[WHAT IS REQUIRED]
Restate word for word the lines of the records below, starting at the line that contains "self.refresh_delay = Some(delay);" and ending at the line that contains "pub fn authorize_calls(&self)", with both of those lines included and nothing else.

*** Opening INFORMATION PROVIDED ***

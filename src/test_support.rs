//! Fakes shared by the unit tests: scripted authenticators and backend
//! clients with call counters, and a small HTTP server standing in for
//! vendor APIs.

use async_trait::async_trait;
use http_body_util::{BodyExt, Full};
use hyper::body::Bytes;
use hyper::server::conn::http1;
use hyper::service::service_fn;
use hyper::{Request, Response, StatusCode};
use hyper_util::rt::TokioIo;
use serde_json::{json, Value};
use std::collections::{HashMap, VecDeque};
use std::sync::atomic::{AtomicU32, Ordering};
use std::sync::{Arc, Mutex, PoisonError};
use std::time::Duration;
use tokio::net::TcpListener;
use tokio::task::JoinHandle;

use crate::auth::{AuthError, Authenticator};
use crate::backends::{
    ApiError, BackendClient, BackendId, DataSourceDescriptor, DataSourceKind, Filter, Table,
};
use crate::credential_store::{unix_now, Credential, SecretStore, StoreError};

/// How a fake grant behaves when called
#[derive(Debug, Clone, Copy, PartialEq, Eq)]
pub enum FakeMode {
    Succeed,
    /// The provider refuses the grant
    Reject,
    /// The network gives out
    Transient,
    /// Never completes; only cancellation or a timeout ends it
    Hang,
}

pub struct FakeAuthenticator {
    backend: BackendId,
    interactive: bool,
    refresh_mode: Mutex<FakeMode>,
    authorize_mode: Mutex<FakeMode>,
    refresh_delay: Option<Duration>,
    refresh_calls: AtomicU32,
    authorize_calls: AtomicU32,
    issued: AtomicU32,
}

impl FakeAuthenticator {
    pub fn new(backend: BackendId) -> Self {
        Self {
            backend,
            interactive: true,
            refresh_mode: Mutex::new(FakeMode::Succeed),
            authorize_mode: Mutex::new(FakeMode::Succeed),
            refresh_delay: None,
            refresh_calls: AtomicU32::new(0),
            authorize_calls: AtomicU32::new(0),
            issued: AtomicU32::new(0),
        }
    }

    pub fn refresh_mode(self, mode: FakeMode) -> Self {
        self.set_refresh_mode(mode);
        self
    }

    pub fn authorize_mode(self, mode: FakeMode) -> Self {
        self.set_authorize_mode(mode);
        self
    }

    /// Refresh grants wait this long before answering
    pub fn refresh_delay(mut self, delay: Duration) -> Self {
        self.refresh_delay = Some(delay);
        self
    }

    pub fn non_interactive(mut self) -> Self {
        self.interactive = false;
        self
    }

    pub fn set_refresh_mode(&self, mode: FakeMode) {
        *self.refresh_mode.lock().unwrap_or_else(PoisonError::into_inner) = mode;
    }

    pub fn set_authorize_mode(&self, mode: FakeMode) {
        *self.authorize_mode.lock().unwrap_or_else(PoisonError::into_inner) = mode;
    }

    pub fn refresh_calls(&self) -> u32 {
        self.refresh_calls.load(Ordering::SeqCst)
    }

    pub fn authorize_calls(&self) -> u32 {
        self.authorize_calls.load(Ordering::SeqCst)
    }

    /// Total grant attempts, i.e. auth network calls a real backend would make
    pub fn auth_calls(&self) -> u32 {
        self.refresh_calls() + self.authorize_calls()
    }

    async fn grant(&self, mode: FakeMode) -> Result<Credential, AuthError> {
        match mode {
            FakeMode::Succeed => {
                let n = self.issued.fetch_add(1, Ordering::SeqCst) + 1;
                Ok(Credential::new(self.backend, format!("token-{}", n))
                    .with_refresh_token("refresh-token")
                    .with_expires_at(unix_now() + 3600))
            }
            FakeMode::Reject => Err(AuthError::Rejected("invalid_grant: expired".to_string())),
            FakeMode::Transient => Err(AuthError::NetworkTimeout),
            FakeMode::Hang => std::future::pending().await,
        }
    }
}

#[async_trait]
impl Authenticator for FakeAuthenticator {
    fn backend(&self) -> BackendId {
        self.backend
    }

    async fn refresh(&self, _current: Option<&Credential>) -> Result<Credential, AuthError> {
        self.refresh_calls.fetch_add(1, Ordering::SeqCst);
        let mode = *self.refresh_mode.lock().unwrap_or_else(PoisonError::into_inner);
        if let Some(delay) = self.refresh_delay {
            tokio::time::sleep(delay).await;
        }
        self.grant(mode).await
    }

    async fn authorize(&self) -> Result<Credential, AuthError> {
        self.authorize_calls.fetch_add(1, Ordering::SeqCst);
        let mode = *self.authorize_mode.lock().unwrap_or_else(PoisonError::into_inner);
        self.grant(mode).await
    }

    fn supports_interactive(&self) -> bool {
        self.interactive
    }
}

/// A backend client whose answers are scripted per call
pub struct FakeClient {
    backend: BackendId,
    confirm_errors: Mutex<VecDeque<ApiError>>,
    fetch_errors: Mutex<VecDeque<ApiError>>,
    confirm_delay: Mutex<Option<Duration>>,
    confirm_calls: AtomicU32,
    list_calls: AtomicU32,
    fetch_calls: AtomicU32,
    tokens_seen: Mutex<Vec<String>>,
}

impl FakeClient {
    pub fn new(backend: BackendId) -> Self {
        Self {
            backend,
            confirm_errors: Mutex::new(VecDeque::new()),
            fetch_errors: Mutex::new(VecDeque::new()),
            confirm_delay: Mutex::new(None),
            confirm_calls: AtomicU32::new(0),
            list_calls: AtomicU32::new(0),
            fetch_calls: AtomicU32::new(0),
            tokens_seen: Mutex::new(Vec::new()),
        }
    }

    /// Fail the next confirm calls with these errors, in order
    pub fn fail_confirm(&self, errors: impl IntoIterator<Item = ApiError>) {
        self.confirm_errors
            .lock()
            .unwrap_or_else(PoisonError::into_inner)
            .extend(errors);
    }

    /// Fail the next fetch calls with these errors, in order
    pub fn fail_fetch(&self, errors: impl IntoIterator<Item = ApiError>) {
        self.fetch_errors
            .lock()
            .unwrap_or_else(PoisonError::into_inner)
            .extend(errors);
    }

    pub fn delay_confirm(&self, delay: Duration) {
        *self.confirm_delay.lock().unwrap_or_else(PoisonError::into_inner) = Some(delay);
    }

    pub fn confirm_calls(&self) -> u32 {
        self.confirm_calls.load(Ordering::SeqCst)
    }

    pub fn list_calls(&self) -> u32 {
        self.list_calls.load(Ordering::SeqCst)
    }

    pub fn fetch_calls(&self) -> u32 {
        self.fetch_calls.load(Ordering::SeqCst)
    }

    /// Access tokens presented to fetch, oldest first
    pub fn tokens_seen(&self) -> Vec<String> {
        self.tokens_seen
            .lock()
            .unwrap_or_else(PoisonError::into_inner)
            .clone()
    }

    fn next_error(queue: &Mutex<VecDeque<ApiError>>) -> Option<ApiError> {
        queue.lock().unwrap_or_else(PoisonError::into_inner).pop_front()
    }
}

#[async_trait]
impl BackendClient for FakeClient {
    fn backend(&self) -> BackendId {
        self.backend
    }

    async fn confirm(&self, _credential: &Credential) -> Result<(), ApiError> {
        self.confirm_calls.fetch_add(1, Ordering::SeqCst);
        let delay = *self.confirm_delay.lock().unwrap_or_else(PoisonError::into_inner);
        if let Some(delay) = delay {
            tokio::time::sleep(delay).await;
        }
        match Self::next_error(&self.confirm_errors) {
            Some(e) => Err(e),
            None => Ok(()),
        }
    }

    async fn list_data_sources(
        &self,
        _credential: &Credential,
    ) -> Result<Vec<DataSourceDescriptor>, ApiError> {
        self.list_calls.fetch_add(1, Ordering::SeqCst);
        Ok(vec![
            DataSourceDescriptor::new(self.backend, DataSourceKind::Report, "r1", "Pipeline"),
            DataSourceDescriptor::new(self.backend, DataSourceKind::Table, "t1", "Accounts"),
        ])
    }

    async fn fetch_data(
        &self,
        credential: &Credential,
        source: &DataSourceDescriptor,
        _filters: &[Filter],
    ) -> Result<Table, ApiError> {
        self.fetch_calls.fetch_add(1, Ordering::SeqCst);
        self.tokens_seen
            .lock()
            .unwrap_or_else(PoisonError::into_inner)
            .push(credential.access_token.clone());
        if let Some(e) = Self::next_error(&self.fetch_errors) {
            return Err(e);
        }

        let records = vec![json!({"source": source.id, "row": 1})];
        Ok(Table::from_records(crate::backends::into_records(records)))
    }
}

/// A secret store that fails every operation
pub struct BrokenStore;

impl SecretStore for BrokenStore {
    fn name(&self) -> &'static str {
        "broken"
    }

    fn load(&self, _backend: BackendId) -> Result<Option<Credential>, StoreError> {
        Err(std::io::Error::other("store unavailable").into())
    }

    fn save(&self, _credential: &Credential) -> Result<(), StoreError> {
        Err(std::io::Error::other("store unavailable").into())
    }

    fn delete(&self, _backend: BackendId) -> Result<(), StoreError> {
        Err(std::io::Error::other("store unavailable").into())
    }
}

/// A request as seen by [`MockServer`]
#[derive(Debug, Clone)]
pub struct MockRequest {
    pub method: String,
    pub path: String,
    pub query: String,
    /// Header names are lowercase
    pub headers: HashMap<String, String>,
    pub body: Bytes,
}

impl MockRequest {
    pub fn query_param(&self, name: &str) -> Option<String> {
        url::form_urlencoded::parse(self.query.as_bytes())
            .find(|(key, _)| key == name)
            .map(|(_, value)| value.into_owned())
    }

    /// A field of an `application/x-www-form-urlencoded` body
    pub fn form(&self, name: &str) -> Option<String> {
        url::form_urlencoded::parse(&self.body)
            .find(|(key, _)| key == name)
            .map(|(_, value)| value.into_owned())
    }

    pub fn header(&self, name: &str) -> Option<&str> {
        self.headers.get(&name.to_ascii_lowercase()).map(String::as_str)
    }

    /// The body parsed as JSON, `Null` when it is not JSON
    pub fn json(&self) -> Value {
        serde_json::from_slice(&self.body).unwrap_or(Value::Null)
    }
}

#[derive(Debug, Clone)]
pub struct MockResponse {
    pub status: u16,
    pub body: String,
}

impl MockResponse {
    pub fn json(status: u16, body: impl Into<String>) -> Self {
        Self {
            status,
            body: body.into(),
        }
    }
}

type Handler = Arc<dyn Fn(&MockRequest) -> MockResponse + Send + Sync>;

/// Loopback HTTP/1 server answering every request through one handler and
/// recording what it received. Stops when dropped.
pub struct MockServer {
    port: u16,
    requests: Arc<Mutex<Vec<MockRequest>>>,
    task: JoinHandle<()>,
}

impl MockServer {
    pub async fn start<F>(handler: F) -> Self
    where
        F: Fn(&MockRequest) -> MockResponse + Send + Sync + 'static,
    {
        let listener = TcpListener::bind("127.0.0.1:0")
            .await
            .expect("bind mock server");
        let port = listener.local_addr().expect("mock server address").port();
        let requests = Arc::new(Mutex::new(Vec::new()));
        let handler: Handler = Arc::new(handler);

        let recorded = requests.clone();
        let task = tokio::spawn(async move {
            loop {
                let Ok((stream, _)) = listener.accept().await else {
                    break;
                };
                let handler = handler.clone();
                let recorded = recorded.clone();

                tokio::spawn(async move {
                    let service = service_fn(move |req: Request<hyper::body::Incoming>| {
                        let handler = handler.clone();
                        let recorded = recorded.clone();
                        async move { respond(req, handler, recorded).await }
                    });
                    let _ = http1::Builder::new()
                        .serve_connection(TokioIo::new(stream), service)
                        .await;
                });
            }
        });

        Self {
            port,
            requests,
            task,
        }
    }

    pub fn base_url(&self) -> String {
        format!("http://127.0.0.1:{}", self.port)
    }

    pub fn url(&self, path: &str) -> String {
        format!("{}{}", self.base_url(), path)
    }

    pub fn requests(&self) -> Vec<MockRequest> {
        self.requests
            .lock()
            .unwrap_or_else(PoisonError::into_inner)
            .clone()
    }

    pub fn request_count(&self) -> usize {
        self.requests.lock().unwrap_or_else(PoisonError::into_inner).len()
    }
}

impl Drop for MockServer {
    fn drop(&mut self) {
        self.task.abort();
    }
}

async fn respond(
    req: Request<hyper::body::Incoming>,
    handler: Handler,
    recorded: Arc<Mutex<Vec<MockRequest>>>,
) -> Result<Response<Full<Bytes>>, hyper::Error> {
    let (parts, body) = req.into_parts();
    let body = body.collect().await?.to_bytes();

    let request = MockRequest {
        method: parts.method.to_string(),
        path: parts.uri.path().to_string(),
        query: parts.uri.query().unwrap_or_default().to_string(),
        headers: parts
            .headers
            .iter()
            .filter_map(|(name, value)| {
                value
                    .to_str()
                    .ok()
                    .map(|v| (name.as_str().to_string(), v.to_string()))
            })
            .collect(),
        body,
    };

    let reply = handler(&request);
    recorded
        .lock()
        .unwrap_or_else(PoisonError::into_inner)
        .push(request);

    let mut response = Response::new(Full::new(Bytes::from(reply.body)));
    *response.status_mut() = StatusCode::from_u16(reply.status).unwrap_or(StatusCode::INTERNAL_SERVER_ERROR);
    response.headers_mut().insert(
        hyper::header::CONTENT_TYPE,
        hyper::header::HeaderValue::from_static("application/json"),
    );
    Ok(response)
}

*** Closing INFORMATION PROVIDED ***

[TASK OUTPUT]
        self.refresh_delay = Some(delay);
        self
    }

    pub fn non_interactive(mut self) -> Self {
        self.interactive = false;
        self
    }

    pub fn set_refresh_mode(&self, mode: FakeMode) {
        *self.refresh_mode.lock().unwrap_or_else(PoisonError::into_inner) = mode;
    }

    pub fn set_authorize_mode(&self, mode: FakeMode) {
        *self.authorize_mode.lock().unwrap_or_else(PoisonError::into_inner) = mode;
    }

    pub fn refresh_calls(&self) -> u32 {
        self.refresh_calls.load(Ordering::SeqCst)
    }

    pub fn authorize_calls(&self) -> u32 {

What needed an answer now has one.